Warum läuft jemand am Gleis entlang?

Ich finde den Text nicht schlecht und hab' ihn gerne gelesen, aber ich weiß nicht, was die Geschichte bezwecken will. Ist eben etwas erklärungsbedürftig.

Viele Grüße, Michael

 

Hallo Nikto!

Deine Zeilen haben´s in sich! Die muß man langsam und dann nochmal lesen... :thumbsup:

Das, was ich mir dazu denke, werde ich aber erst morgen posten, denn das muß ich mir nochmal überlegen, von der Interpretation her und wie ich das am besten ausdrücke - jetzt geh ich aber erstmal schlafen.
Aber ich glaube schon, den Sinn erkannt zu haben. ;)

Alles liebe
Susi

[ 09.08.2002, 04:36: Beitrag editiert von: Häferl ]

 

Hallo nochmal, Edda!

Willst Du das mit Deiner Geschichte aussagen?:

Das Ich geht den vorgegebenen Weg (die Schiene), er behagt ihm nicht, es fällt ihm schwer, nicht davon abzukommen, den gesellschaftlichen Normen zu folgen (Balanceakt), es ist kein angenehmer Weg.
Es sieht die dritte Person hinunterfallen und sieht den Raum zwischen den Schienen als Enge, glaubt, diese dritte Person ist nun Zwängen unterworfen und hat selbst Angst davor, dort hinunterzufallen. Wo es doch gelernt hat, daß der gerade Weg auf der Schiene der richtige ist.

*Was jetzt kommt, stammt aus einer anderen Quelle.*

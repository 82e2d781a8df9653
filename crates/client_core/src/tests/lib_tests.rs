use super::*;
use std::sync::{
    atomic::{AtomicUsize, Ordering},
    Arc,
};

use anyhow::anyhow;
use axum::{http::StatusCode, routing::get, Json, Router};
use catalog::FilterField;
use shared::{
    domain::{Difficulty, ItemId, LengthCategory},
    error::ErrorCode,
};
use tokio::{
    io::{AsyncReadExt, AsyncWriteExt},
    net::TcpListener,
};

fn sample() -> Vec<CatalogItem> {
    vec![
        CatalogItem {
            id: ItemId("1".into()),
            title: "CSS Basics".into(),
            description: "Selectors and the box model".into(),
            topic: Some("Design".into()),
            difficulty: Some(Difficulty::Beginner),
            length_category: Some(LengthCategory::Short),
            thumbnail: None,
        },
        CatalogItem {
            id: ItemId("2".into()),
            title: "Advanced Node".into(),
            description: "Streams and workers".into(),
            topic: Some("Development".into()),
            difficulty: Some(Difficulty::Advanced),
            length_category: Some(LengthCategory::Long),
            thumbnail: None,
        },
    ]
}

struct CountingSource {
    calls: Arc<AtomicUsize>,
    fail: bool,
}

#[async_trait]
impl CatalogSource for CountingSource {
    async fn fetch_items(&self) -> Result<Vec<CatalogItem>> {
        self.calls.fetch_add(1, Ordering::SeqCst);
        if self.fail {
            return Err(anyhow!("connection refused"));
        }
        Ok(sample())
    }
}

async fn spawn_catalog_server(router: Router) -> anyhow::Result<String> {
    std::env::set_var("NO_PROXY", "127.0.0.1,localhost");
    let listener = TcpListener::bind("127.0.0.1:0").await?;
    let addr = listener.local_addr()?;
    tokio::spawn(async move {
        let _ = axum::serve(listener, router).await;
    });
    Ok(format!("http://{addr}"))
}

#[tokio::test]
async fn mount_fetches_exactly_once() {
    let calls = Arc::new(AtomicUsize::new(0));
    let mut view = CatalogView::new(CountingSource {
        calls: calls.clone(),
        fail: false,
    });

    view.mount().await;
    view.mount().await;

    assert_eq!(calls.load(Ordering::SeqCst), 1);
    assert!(view.is_mounted());
    assert!(!view.store().is_loading());
    assert_eq!(view.visible().len(), 2);
}

#[tokio::test]
async fn failed_fetch_shows_empty_catalog() {
    let calls = Arc::new(AtomicUsize::new(0));
    let mut view = CatalogView::new(CountingSource {
        calls: calls.clone(),
        fail: true,
    });

    view.mount().await;
    view.mount().await;

    assert_eq!(calls.load(Ordering::SeqCst), 1);
    assert!(view.visible().is_empty());
    assert!(view.store().is_empty_result());
}

#[tokio::test]
async fn dispatch_filters_mounted_catalog() {
    let mut view = CatalogView::new(CountingSource {
        calls: Arc::new(AtomicUsize::new(0)),
        fail: false,
    });
    view.mount().await;

    view.dispatch(FilterAction::Toggle {
        field: FilterField::Topic,
        value: "Design".into(),
    });
    let titles: Vec<&str> = view.visible().iter().map(|i| i.title.as_str()).collect();
    assert_eq!(titles, vec!["CSS Basics"]);

    view.dispatch(FilterAction::Clear);
    assert_eq!(view.visible().len(), 2);
}

#[tokio::test]
async fn http_source_reads_tutorials_route() {
    let router = Router::new().route("/api/tutorials", get(|| async { Json(sample()) }));
    let server_url = spawn_catalog_server(router).await.expect("spawn server");

    let source = HttpCatalogSource::new(&format!("{server_url}/api")).expect("source");
    assert_eq!(
        source.tutorials_url().expect("url").path(),
        "/api/tutorials"
    );
    let items = source.fetch_items().await.expect("fetch");
    assert_eq!(items, sample());
}

#[tokio::test]
async fn http_source_surfaces_api_errors() {
    let router = Router::new().route(
        "/tutorials",
        get(|| async {
            (
                StatusCode::INTERNAL_SERVER_ERROR,
                Json(shared::error::ApiError::new(
                    ErrorCode::Internal,
                    "database offline",
                )),
            )
        }),
    );
    let server_url = spawn_catalog_server(router).await.expect("spawn server");

    let source = HttpCatalogSource::new(&server_url).expect("source");
    let err = source.get_tutorials().await.expect_err("server error");
    match err {
        ClientError::Server {
            status,
            message,
            api_error,
        } => {
            assert_eq!(status, reqwest::StatusCode::INTERNAL_SERVER_ERROR);
            assert_eq!(message, "database offline");
            assert_eq!(api_error.map(|e| e.code), Some(ErrorCode::Internal));
        }
        other => panic!("unexpected error: {other}"),
    }
}

#[tokio::test]
async fn http_source_keeps_records_with_unreadable_labels() {
    let payload = r#"[
        {"_id":"1","title":"CSS Basics","topic":"Design","difficulty":"beginner","lengthCategory":"Short"},
        {"_id":"2","title":"Advanced Node","topic":"Development","difficulty":"Advanced","lengthCategory":""}
    ]"#;
    let router = Router::new().route(
        "/tutorials",
        get(move || async move { ([("content-type", "application/json")], payload) }),
    );
    let server_url = spawn_catalog_server(router).await.expect("spawn server");

    let mut view = CatalogView::new(HttpCatalogSource::new(&server_url).expect("source"));
    view.mount().await;
    assert_eq!(view.visible().len(), 2);

    view.dispatch(FilterAction::Toggle {
        field: FilterField::Difficulty,
        value: "Beginner".into(),
    });
    let titles: Vec<&str> = view.visible().iter().map(|i| i.title.as_str()).collect();
    assert_eq!(titles, vec!["CSS Basics"]);
    assert_eq!(view.store().items()[1].length_category, None);
}

#[tokio::test]
async fn truncated_error_body_is_a_transport_error() {
    std::env::set_var("NO_PROXY", "127.0.0.1,localhost");
    let listener = TcpListener::bind("127.0.0.1:0").await.expect("bind");
    let addr = listener.local_addr().expect("addr");
    tokio::spawn(async move {
        let Ok((mut socket, _)) = listener.accept().await else {
            return;
        };
        let mut request = [0u8; 1024];
        let _ = socket.read(&mut request).await;
        let _ = socket
            .write_all(
                b"HTTP/1.1 500 Internal Server Error\r\n\
                  Content-Type: application/json\r\n\
                  Content-Length: 100\r\n\r\n{\"code\":",
            )
            .await;
        let _ = socket.shutdown().await;
    });

    let source = HttpCatalogSource::new(&format!("http://{addr}")).expect("source");
    let err = source.get_tutorials().await.expect_err("truncated body");
    assert!(
        matches!(err, ClientError::Transport { .. }),
        "unexpected error: {err}"
    );
}

#[tokio::test]
async fn unreachable_server_leaves_view_empty() {
    let listener = TcpListener::bind("127.0.0.1:0").await.expect("bind");
    let addr = listener.local_addr().expect("addr");
    drop(listener);

    let source = HttpCatalogSource::new(&format!("http://{addr}")).expect("source");
    let mut view = CatalogView::new(source);
    view.mount().await;
    assert!(view.visible().is_empty());
    assert!(!view.store().is_loading());
}

#[test]
fn rejects_malformed_server_url() {
    assert!(matches!(
        HttpCatalogSource::new("not a url"),
        Err(ClientError::InvalidServerUrl { .. })
    ));
}
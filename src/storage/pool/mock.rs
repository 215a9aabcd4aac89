//! Instrumented pool for testing
//!
//! Wraps another pool and counts every call made through the contract, so
//! tests can check which paths touch the allocator. Allocation failures can
//! be injected to exercise out-of-memory handling.

use super::{Handle, ObjectPool, SlabPool};
use crate::config::PoolConfig;
use crate::error::{Error, Result};
use std::sync::atomic::{AtomicBool, AtomicU64, Ordering};
use std::sync::Arc;

/// Call counters shared between a `CountingPool` and the test holding it
#[derive(Debug, Default)]
pub struct PoolCounters {
    allocs: AtomicU64,
    frees: AtomicU64,
    maps: AtomicU64,
    fail_allocs: AtomicBool,
}

impl PoolCounters {
    pub fn new() -> Arc<Self> {
        Arc::new(Self::default())
    }

    pub fn allocs(&self) -> u64 {
        self.allocs.load(Ordering::SeqCst)
    }

    pub fn frees(&self) -> u64 {
        self.frees.load(Ordering::SeqCst)
    }

    pub fn maps(&self) -> u64 {
        self.maps.load(Ordering::SeqCst)
    }

    /// Allocations minus frees
    pub fn live(&self) -> u64 {
        self.allocs() - self.frees()
    }

    /// Make every following allocation fail with `OutOfMemory`
    pub fn fail_allocs(&self, fail: bool) {
        self.fail_allocs.store(fail, Ordering::SeqCst);
    }
}

/// Pool wrapper that records allocator traffic
pub struct CountingPool<P: ObjectPool = SlabPool> {
    inner: P,
    counters: Arc<PoolCounters>,
}

impl<P: ObjectPool> CountingPool<P> {
    pub fn new(inner: P, counters: Arc<PoolCounters>) -> Self {
        Self { inner, counters }
    }

    pub fn counters(&self) -> &Arc<PoolCounters> {
        &self.counters
    }
}

impl CountingPool<SlabPool> {
    /// Build a counting slab pool
    pub fn slab(config: &PoolConfig, counters: Arc<PoolCounters>) -> Result<Self> {
        Ok(Self::new(SlabPool::new(config)?, counters))
    }
}

impl<P: ObjectPool> ObjectPool for CountingPool<P> {
    type Mapping = P::Mapping;

    fn alloc(&self, size: usize) -> Result<Handle> {
        if self.counters.fail_allocs.load(Ordering::SeqCst) {
            return Err(Error::OutOfMemory { requested: size });
        }
        let handle = self.inner.alloc(size)?;
        self.counters.allocs.fetch_add(1, Ordering::SeqCst);
        Ok(handle)
    }

    fn free(&self, handle: Handle) -> Result<()> {
        self.inner.free(handle)?;
        self.counters.frees.fetch_add(1, Ordering::SeqCst);
        Ok(())
    }

    fn map(&self, handle: Handle) -> Result<P::Mapping> {
        self.counters.maps.fetch_add(1, Ordering::SeqCst);
        self.inner.map(handle)
    }

    fn total_bytes(&self) -> u64 {
        self.inner.total_bytes()
    }

    fn live_objects(&self) -> u64 {
        self.inner.live_objects()
    }
}

#[cfg(test)]
mod tests {
    use super::*;

    #[test]
    fn test_counting_pool_counts() -> Result<()> {
        let counters = PoolCounters::new();
        let pool = CountingPool::slab(&PoolConfig::default(), counters.clone())?;

        let handle = pool.alloc(128)?;
        drop(pool.map(handle)?);
        pool.free(handle)?;

        assert_eq!(counters.allocs(), 1);
        assert_eq!(counters.maps(), 1);
        assert_eq!(counters.frees(), 1);
        assert_eq!(counters.live(), 0);
        Ok(())
    }

    #[test]
    fn test_injected_alloc_failure() -> Result<()> {
        let counters = PoolCounters::new();
        let pool = CountingPool::slab(&PoolConfig::default(), counters.clone())?;

        counters.fail_allocs(true);
        assert!(matches!(
            pool.alloc(64),
            Err(Error::OutOfMemory { requested: 64 })
        ));
        assert_eq!(counters.allocs(), 0);

        counters.fail_allocs(false);
        pool.alloc(64)?;
        assert_eq!(counters.allocs(), 1);
        Ok(())
    }
}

So balanciert es weiter und macht sich keine Gedanken, warum es das tut (Blick in die Himmelsbläue). Geht selbst dabei innerlich zugrunde, es spürt die Kälte auf diesem glatten, rutschigen Stahl. Es sieht, wie andere schon draufgegangen sind, bei diesem Balanceakt, ein Schwan, der seinen Hals "schon lang" gebogen hat, dorthin wo es am günstigsten schien. Aber er fällt fast nicht auf, der Lauf der Zeit deckt ihn zu und niemand erinnert sich an ihn, den 08-15-Niemand, der immer nur brav den "richtigen" Weg ging (oder so ähnlich, ist schlecht ausgedrückt, ich brings jetzt nicht besser zusammen..).

Aber es läßt sich auch abseits dieser Schienen gehen, die dritte Person geht noch immer dort... Das Ich muß nur draufkommen, daß es selbst in diese dritte Person schlüpfen kann und daß der Raum zwischen den Gleisen keine Enge ist, und dabei nicht annähernd soviel Zwang ist, wie dem Balanceakt auf den Schienen.

.
Und jetzt warte ich gespannt auf Deine Antwort... ;)

Alles liebe
Susi

 
Zuletzt bearbeitet:

hallo häferl,
es ist, so denke ich, eigentlich eher ungünstig, eine eigene interpretation zu meiner geschichte zu verfassen - besonders eine inhaltliche, sinnbezogene. ich habe schwierigkeiten damit, weil ich dann zu einer gewissen hermeneutik verleiten könnte.

es ist schön, zu hören, was du in meinem text liest.

der text ist emotional und automatisch geschrieben worden (dem erleben und den schritten des wandernden ichs gleich).

das Ich und die dritte person waren ein formales spiel von mir. der ich-erzähler, der vom auktorialen erzähler betrachtet wird, bis das "Ich" stirbt und der erzähler allein bleibt.
das ist ein bisschen wüst, wenn ich es jetzt überdenke... :)
aber das ist nur einer meiner ansätze gewesen und man muss es auch überhaupt nicht so lesen.

ein experiment.

aber ich freue mich, über deine durchdachte reaktion. ich weiss, dass dieser text inhaltlich für manche fragwürdig ist und auch viele meinen mögen, dass ich das genre verfehlt haben mag.